¿Alguna vez ha sentido ese olor a gas en el apartamento y no supo si llamar a Gases de Occidente o salir corriendo? ¿O ha visto una grieta nueva en la pared que crece de un día para otro y le ha quitado el sueño? En Cali, donde las lluvias son intensas y la zona sísmica es una realidad, saber qué hacer en los primeros minutos de una emergencia con la estructura de su casa puede ser la diferencia entre un susto y una catástrofe.
Señales de peligro real: no todo es para asustarse
Primero, respire. No toda grieta es un derrumbe y no todo olor es una fuga mortal. Aprenda a distinguir entre una urgencia real y una simple urgencia percibida. Una grieta fina en el pañete (menos de 1 milímetro) que no crece suele ser normal por asentamiento de la casa. Pero una grieta diagonal que atraviesa la pared, que se ensancha, o que viene acompañada de crujidos, esa sí es una señal de alarma. El olor a gas en Cali es particular porque usamos gas natural, que es más liviano que el aire; si huele fuerte y persistente, no toque interruptores, no encienda fósforos, no use el ascensor. Abra puertas y ventanas, salga del apartamento y llame desde el celular del vecino o desde la calle. Las chispas en un toma corriente o un tablero eléctrico que chisporrotea no son normales: eso indica un corto o una sobrecarga, y puede generar un incendio. Si ve agua filtrándose por el techo o por una pared, y hay manchas de humedad que crecen rápido, puede ser una tubería rota, que es urgente pero no de pánico. Lo clave es identificar si hay riesgo de incendio, de derrumbe o de intoxicación. Si no hay ninguno de los tres, probablemente puede esperar al día siguiente para llamar al técnico.
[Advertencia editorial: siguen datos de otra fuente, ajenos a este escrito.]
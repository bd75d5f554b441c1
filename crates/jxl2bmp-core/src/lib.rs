/*
 * Copyright (c) 2023.
 *
 * This software is free software;
 *
 * You can redistribute it or modify it under terms of the MIT, Apache License or Zlib license
 */
//! Core routines shared by the jxl2bmp crates
//!
//! This crate provides the pieces both halves of the
//! conversion pipeline agree on
//!
//! - Image dimensions, the decoded pixel buffer and the color profile holder
//! - A byte writer with little endian aware writes, used to emit containers
//! - Decoder options
//! - A logging shim that forwards to the `log` crate when enabled
//!
//! This library is `#[no_std]` with `alloc` needed for storing decoded bytes.
//!
//! # Features
//!  - `std`: Enables writing to files via `BufWriter<File>`
//!  - `log`: Forward the logging macros to the `log` crate
//!  - `serde`: Enables serializing of some of the data structures
//!     present in the crate
#![cfg_attr(not(feature = "std"), no_std)]
#![macro_use]
extern crate alloc;

#[cfg(feature = "log")]
pub use log;

pub mod bytestream;
pub mod image;
#[cfg(not(feature = "log"))]
pub mod log;
pub mod options;
mod serde;
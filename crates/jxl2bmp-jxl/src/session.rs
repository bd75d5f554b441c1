/*
 * Copyright (c) 2023.
 *
 * This software is free software;
 *
 * You can redistribute it or modify it under terms of the MIT, Apache License or Zlib license
 */

//! The event loop that turns codec events into decoded pixels
use std::marker::PhantomData;
use std::time::Instant;

use jxl2bmp_core::image::{ColorProfile, ImageDimensions, PixelBuffer};
use jxl2bmp_core::log::{debug, info, trace};
use jxl2bmp_core::options::DecodeOptions;

use crate::errors::JxlDecodeErrors;
use crate::events::{BasicInfo, DecoderEvents, DecoderStatus, PixelFormat};
use crate::oxide::OxideEventSource;
use crate::runner::ParallelRunner;
use crate::source::CodecEventSource;

/// A fully decoded image
#[derive(Debug, Clone)]
pub struct DecodedImage {
    pub dimensions:    ImageDimensions,
    /// Interleaved RGB, rows top to bottom
    pub pixels:        PixelBuffer,
    /// Empty if the image carried no profile
    pub color_profile: ColorProfile
}

/// Image properties gathered without decoding pixels
#[derive(Debug, Clone)]
pub struct ImageInfo {
    pub dimensions:         ImageDimensions,
    pub num_color_channels: u32,
    pub has_alpha:          bool,
    pub color_profile:      ColorProfile
}

/// A single decode of a single image
///
/// The session owns the codec and the parallel runner, both are
/// released when the session ends, however it ends.
pub struct CodecSession<'a, S: CodecEventSource<'a>> {
    source:     S,
    runner:     ParallelRunner,
    options:    DecodeOptions,
    format:     PixelFormat,
    info:       Option<BasicInfo>,
    pixels:     Option<PixelBuffer>,
    profile:    ColorProfile,
    full_image: bool,
    _input:     PhantomData<&'a [u8]>
}

impl<'a, S: CodecEventSource<'a>> CodecSession<'a, S> {
    pub fn new(source: S, options: DecodeOptions) -> CodecSession<'a, S> {
        CodecSession {
            source,
            runner: ParallelRunner::new(options.max_threads()),
            options,
            format: PixelFormat::RGB8,
            info: None,
            pixels: None,
            profile: ColorProfile::empty(),
            full_image: false,
            _input: PhantomData
        }
    }

    /// Decode `data` into interleaved 8 bit RGB
    pub fn decode(mut self, data: &'a [u8]) -> Result<DecodedImage, JxlDecodeErrors> {
        let start = Instant::now();

        self.run(
            data,
            DecoderEvents::BASIC_INFO | DecoderEvents::COLOR_ENCODING | DecoderEvents::FULL_IMAGE
        )?;

        let pixels = self.pixels.take().ok_or(JxlDecodeErrors::IncompleteImage)?;

        debug!(
            "Decoded {}x{} image with {} in {:?}",
            pixels.dimensions().width,
            pixels.dimensions().height,
            self.source.name(),
            start.elapsed()
        );
        Ok(DecodedImage {
            dimensions: pixels.dimensions(),
            pixels,
            color_profile: core::mem::take(&mut self.profile)
        })
    }

    /// Read the image properties and color profile without decoding pixels
    pub fn probe(mut self, data: &'a [u8]) -> Result<ImageInfo, JxlDecodeErrors> {
        self.run(
            data,
            DecoderEvents::BASIC_INFO | DecoderEvents::COLOR_ENCODING
        )?;

        let info = self
            .info
            .ok_or(JxlDecodeErrors::MissingBasicInfo("decoding finished"))?;

        Ok(ImageInfo {
            dimensions:         ImageDimensions::new(info.xsize, info.ysize),
            num_color_channels: info.num_color_channels,
            has_alpha:          info.has_alpha,
            color_profile:      core::mem::take(&mut self.profile)
        })
    }

    fn run(&mut self, data: &'a [u8], events: DecoderEvents) -> Result<(), JxlDecodeErrors> {
        self.source.subscribe_events(events)?;
        self.source.set_input(data)?;

        trace!("Starting {} with {} input bytes", self.source.name(), data.len());

        loop {
            let image_out = self.pixels.as_mut().map(PixelBuffer::as_mut_slice);
            let status = self.source.process_input(&self.runner, image_out);

            trace!("Decoder status: {:?}", status);

            match status {
                DecoderStatus::Success => {
                    if events.contains(DecoderEvents::FULL_IMAGE)
                        && (self.pixels.is_none() || !self.full_image)
                    {
                        return Err(JxlDecodeErrors::IncompleteImage);
                    }
                    return Ok(());
                }
                DecoderStatus::Error => {
                    let message = self.source.last_error().unwrap_or("Decoder error");
                    return Err(JxlDecodeErrors::CodecError(message.to_string()));
                }
                DecoderStatus::NeedMoreInput => {
                    return Err(JxlDecodeErrors::NeedMoreInput);
                }
                DecoderStatus::BasicInfo => self.on_basic_info()?,
                DecoderStatus::NeedImageOutBuffer => self.on_output_buffer()?,
                DecoderStatus::ColorEncoding => self.on_color_encoding()?,
                DecoderStatus::FullImage => {
                    self.full_image = true;
                }
                DecoderStatus::Other(status) => {
                    return Err(JxlDecodeErrors::UnknownStatus(status));
                }
            }
        }
    }

    fn on_basic_info(&mut self) -> Result<(), JxlDecodeErrors> {
        if self.info.is_some() {
            return Err(JxlDecodeErrors::RepeatedBasicInfo);
        }
        let info = self.source.basic_info()?;
        let (width, height) = (info.xsize, info.ysize);

        if !ImageDimensions::new(width, height).is_valid() {
            return Err(JxlDecodeErrors::ZeroDimensions(width, height));
        }
        if width as usize > self.options.max_width() {
            return Err(JxlDecodeErrors::TooLargeDimensions(
                "width",
                self.options.max_width(),
                width as usize
            ));
        }
        if height as usize > self.options.max_height() {
            return Err(JxlDecodeErrors::TooLargeDimensions(
                "height",
                self.options.max_height(),
                height as usize
            ));
        }
        info!("Image dimensions: {}x{}", width, height);
        trace!(
            "Color channels: {}, alpha: {}",
            info.num_color_channels,
            info.has_alpha
        );

        let threads = self.source.suggest_threads(width, height);
        self.runner.set_threads(threads);
        debug!("Decoding with {} worker threads", self.runner.threads());

        self.info = Some(info);
        Ok(())
    }

    fn on_output_buffer(&mut self) -> Result<(), JxlDecodeErrors> {
        let info = self.info.ok_or(JxlDecodeErrors::MissingBasicInfo(
            "the output buffer was requested"
        ))?;
        if self.pixels.is_some() {
            return Err(JxlDecodeErrors::RepeatedOutputBuffer);
        }
        let dimensions = ImageDimensions::new(info.xsize, info.ysize);

        let expected = dimensions
            .rgb_buffer_size()
            .ok_or(JxlDecodeErrors::from("Output buffer size overflows"))?;
        let reported = self.source.image_out_buffer_size(&self.format)?;

        if expected != reported {
            return Err(JxlDecodeErrors::BufferSizeMismatch(expected, reported));
        }
        let pixels = PixelBuffer::allocate(dimensions)
            .ok_or(JxlDecodeErrors::from("Could not allocate output buffer"))?;

        self.source.set_image_out_buffer(&self.format, expected)?;
        trace!("Registered output buffer of {} bytes", expected);

        self.pixels = Some(pixels);
        Ok(())
    }

    fn on_color_encoding(&mut self) -> Result<(), JxlDecodeErrors> {
        let target = self.options.profile_target();
        let size = self.source.icc_profile_size(&self.format, target)?;

        let mut icc = vec![0; size];
        if size > 0 {
            self.source.copy_icc_profile(&self.format, target, &mut icc)?;
        }
        trace!("Color profile: {} bytes", size);

        self.profile = ColorProfile::new(icc);
        Ok(())
    }
}

/// Decode a JPEG XL image with default options
///
/// # Example
/// ```no_run
/// let data = std::fs::read("image.jxl").unwrap();
/// let image = jxl2bmp_jxl::decode(&data).unwrap();
///
/// assert_eq!(image.pixels.len(), image.dimensions.rgb_buffer_size().unwrap());
/// ```
pub fn decode(data: &[u8]) -> Result<DecodedImage, JxlDecodeErrors> {
    decode_with_options(data, DecodeOptions::default())
}

pub fn decode_with_options(
    data: &[u8], options: DecodeOptions
) -> Result<DecodedImage, JxlDecodeErrors> {
    CodecSession::new(OxideEventSource::new(), options).decode(data)
}

/// Read dimensions, channel layout and color profile without decoding pixels
pub fn probe(data: &[u8]) -> Result<ImageInfo, JxlDecodeErrors> {
    probe_with_options(data, DecodeOptions::default())
}

pub fn probe_with_options(data: &[u8], options: DecodeOptions) -> Result<ImageInfo, JxlDecodeErrors> {
    CodecSession::new(OxideEventSource::new(), options).probe(data)
}
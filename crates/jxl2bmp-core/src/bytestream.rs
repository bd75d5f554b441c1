/*
 * Copyright (c) 2023.
 *
 * This software is free software;
 *
 * You can redistribute it or modify it under terms of the MIT, Apache License or Zlib license
 */

//! A simple implementation of a bytestream writer
//! with endian aware writes
//!
//! Encoders write to anything implementing [`ByteWriterTrait`],
//! wrapped in a [`ByteWriter`] which keeps count of what was
//! written and provides the fixed width integer writes.
pub use traits::ByteWriterTrait;
pub use writer::{ByteIoError, ByteWriter};

mod traits;
mod writer;
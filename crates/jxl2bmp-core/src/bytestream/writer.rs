/*
 * Copyright (c) 2023.
 *
 * This software is free software;
 *
 * You can redistribute it or modify it under terms of the MIT, Apache License or Zlib license
 */

use core::fmt::{Debug, Display, Formatter};
use core::mem::size_of;

use crate::bytestream::ByteWriterTrait;

/// Errors raised when writing to a sink
pub enum ByteIoError {
    #[cfg(feature = "std")]
    StdIoError(std::io::Error),
    // requested, available
    NotEnoughBuffer(usize, usize),
    Generic(&'static str)
}

impl Debug for ByteIoError {
    fn fmt(&self, f: &mut Formatter<'_>) -> core::fmt::Result {
        match self {
            #[cfg(feature = "std")]
            ByteIoError::StdIoError(err) => {
                writeln!(f, "Underlying I/O error {}", err)
            }
            ByteIoError::NotEnoughBuffer(expected, found) => {
                writeln!(
                    f,
                    "Not enough buffer to write {expected} bytes, buffer size is {found}"
                )
            }
            ByteIoError::Generic(err) => {
                writeln!(f, "Generic I/O error: {err}")
            }
        }
    }
}

impl Display for ByteIoError {
    fn fmt(&self, f: &mut Formatter<'_>) -> core::fmt::Result {
        write!(f, "{:?}", self)
    }
}

#[cfg(feature = "std")]
impl std::error::Error for ByteIoError {}

#[cfg(feature = "std")]
impl From<std::io::Error> for ByteIoError {
    fn from(value: std::io::Error) -> Self {
        ByteIoError::StdIoError(value)
    }
}

impl From<&'static str> for ByteIoError {
    fn from(value: &'static str) -> Self {
        ByteIoError::Generic(value)
    }
}

/// Encapsulates a sink with support for endian aware writes
///
/// The writer keeps track of how many bytes went through it,
/// which encoders report back to their callers.
pub struct ByteWriter<T: ByteWriterTrait> {
    buffer:        T,
    bytes_written: usize
}

impl<T: ByteWriterTrait> ByteWriter<T> {
    /// Create a new writer for the sink
    pub fn new(sink: T) -> ByteWriter<T> {
        ByteWriter {
            buffer:        sink,
            bytes_written: 0
        }
    }

    /// Destroy this writer returning the underlying sink
    pub fn inner(self) -> T {
        self.buffer
    }

    /// Return the number of bytes the writer has written
    ///
    /// ```
    /// use jxl2bmp_core::bytestream::ByteWriter;
    /// let mut sink = vec![];
    /// let mut stream = ByteWriter::new(&mut sink);
    /// stream.write_u8_err(1).unwrap();
    /// assert_eq!(stream.bytes_written(), 1);
    /// ```
    pub const fn bytes_written(&self) -> usize {
        self.bytes_written
    }

    /// Write all bytes in `buf` or error out
    pub fn write_all(&mut self, buf: &[u8]) -> Result<(), ByteIoError> {
        self.buffer.write_all_bytes(buf)?;
        self.bytes_written += buf.len();
        Ok(())
    }

    /// Write a fixed size array of bytes or error out
    pub fn write_const_bytes<const N: usize>(&mut self, buf: &[u8; N]) -> Result<(), ByteIoError> {
        self.buffer.write_const_bytes(buf)?;
        self.bytes_written += N;
        Ok(())
    }

    /// Write a single byte into the sink or error out
    /// if the sink cannot accept it
    pub fn write_u8_err(&mut self, byte: u8) -> Result<(), ByteIoError> {
        self.write_const_bytes(&[byte])
    }

    /// Tell the sink how many bytes are about to be written
    pub fn reserve(&mut self, size: usize) -> Result<(), ByteIoError> {
        self.buffer.reserve_capacity(size)
    }

    /// Flush everything written so far to the sink
    pub fn flush(&mut self) -> Result<(), ByteIoError> {
        self.buffer.flush_bytes()
    }
}

enum Mode {
    // Big endian
    BE,
    // Little Endian
    LE
}

macro_rules! write_single_type {
    ($name:tt,$name2:tt,$name3:tt,$int_type:tt) => {
        impl<T: ByteWriterTrait> ByteWriter<T> {
            #[inline(always)]
            fn $name(&mut self, byte: $int_type, mode: Mode) -> Result<(), ByteIoError> {
                const SIZE: usize = size_of::<$int_type>();

                // get bits, depending on mode.
                // This should be inlined and not visible in
                // the generated binary since mode is a compile
                // time constant.
                let bytes: [u8; SIZE] = match mode {
                    Mode::BE => byte.to_be_bytes(),
                    Mode::LE => byte.to_le_bytes()
                };
                self.write_const_bytes(&bytes)
            }

            #[doc=concat!("Write ",stringify!($int_type)," as a big endian integer")]
            #[doc=concat!("Returning an error if the underlying sink cannot support a ",stringify!($int_type)," write.")]
            #[inline]
            pub fn $name2(&mut self, byte: $int_type) -> Result<(), ByteIoError> {
                self.$name(byte, Mode::BE)
            }

            #[doc=concat!("Write ",stringify!($int_type)," as a little endian integer")]
            #[doc=concat!("Returning an error if the underlying sink cannot support a ",stringify!($int_type)," write.")]
            #[inline]
            pub fn $name3(&mut self, byte: $int_type) -> Result<(), ByteIoError> {
                self.$name(byte, Mode::LE)
            }
        }
    };
}

write_single_type!(write_u32_inner, write_u32_be_err, write_u32_le_err, u32);
write_single_type!(write_i32_inner, write_i32_be_err, write_i32_le_err, i32);
write_single_type!(write_u16_inner, write_u16_be_err, write_u16_le_err, u16);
Pasos inmediatos para reducir daños
Si la emergencia es real, actúe con orden. Primero, corte los servicios: baje el breaker del tablero eléctrico si hay chispas o riesgo de corto; cierre la llave del gas (en Cali suele estar en la cocina o en el contador exterior) si huele a gas; cierre la llave de paso del agua si hay una fuga grande. Segundo, evacue a las personas y a las mascotas si hay riesgo estructural o de incendio. No pierda tiempo recogiendo cosas, eso puede esperar. Tercero, llame a los servicios de emergencia: Bomberos de Cali (119), Cruz Roja (132) o la línea única de emergencias 123. Para el gas, Gases de Occidente tiene su línea de emergencias disponible las 24 horas. Cuarto, documente: si es posible y seguro, tome fotos y video de los daños desde una distancia prudente. Eso le servirá después para el informe del constructor o para el seguro. Quinto, si la fuga de agua es grande, avise a los vecinos de los pisos inferiores si vive en apartamento, porque el daño se extiende rápido.
A quién llamar y qué tener a mano
No espere a la emergencia para buscar el número. Tenga siempre a la mano una lista con: el número del administrador del edificio o conjunto, el teléfono de un constructor o maestro de confianza que conozca su edificio, el número de Gases de Occidente, el de la EPS (por si hay heridos) y el de su aseguradora si tiene póliza de hogar. Muchos apartamentos en Cali tienen seguro contra incendio y terremoto incluido en la cuota de administración; averigüe qué cubre el suyo. También tenga una linterna con pilas, un botiquín básico y un extintor multipropósito ABC en un lugar visible. En una ciudad como la nuestra, con riesgo sísmico, el extintor y la linterna no son un lujo, son una necesidad.
Cómo evitar que una urgencia se convierta en catástrofe
La mayoría de las catástrofes se pueden prevenir. Esa grieta que crece, si la atiende a tiempo con un constructor que le haga un dictamen estructural, se resuelve con una inyección de resina o un refuerzo. Si la deja, puede convertirse en un problema de cimentación que cuesta decenas de millones. Esa humedad que aparece cada diciembre, si la impermeabiliza en enero, no le va a dañar el cielo raso ni la instalación eléctrica. La clave es la prevención y la atención temprana. Los constructores experimentados en Cali recomiendan hacer una inspección visual de su vivienda cada seis meses, especialmente después de la temporada de lluvias de abril a mayo y de octubre a noviembre. Revise techos, paredes, uniones y bajantes. Y si algo le parece sospechoso, no lo deje para después.
En Cali sabemos que el río suena porque piedras trae. Si su casa le está hablando, escúchela a tiempo.
Cuando la emergencia pase y ya esté a salvo, respire profundo y haga una lista de lo que aprendió. Si el susto fue grande, valdrá la pena llamar a un constructor de confianza para que revise la estructura completa de su vivienda y le diga si hay más sorpresas escondidas. Esa visita de diagnóstico, que en Cali puede costar entre 200 y 500 mil pesos dependiendo del tamaño de la casa, es la mejor inversión que puede hacer después de un susto de esos.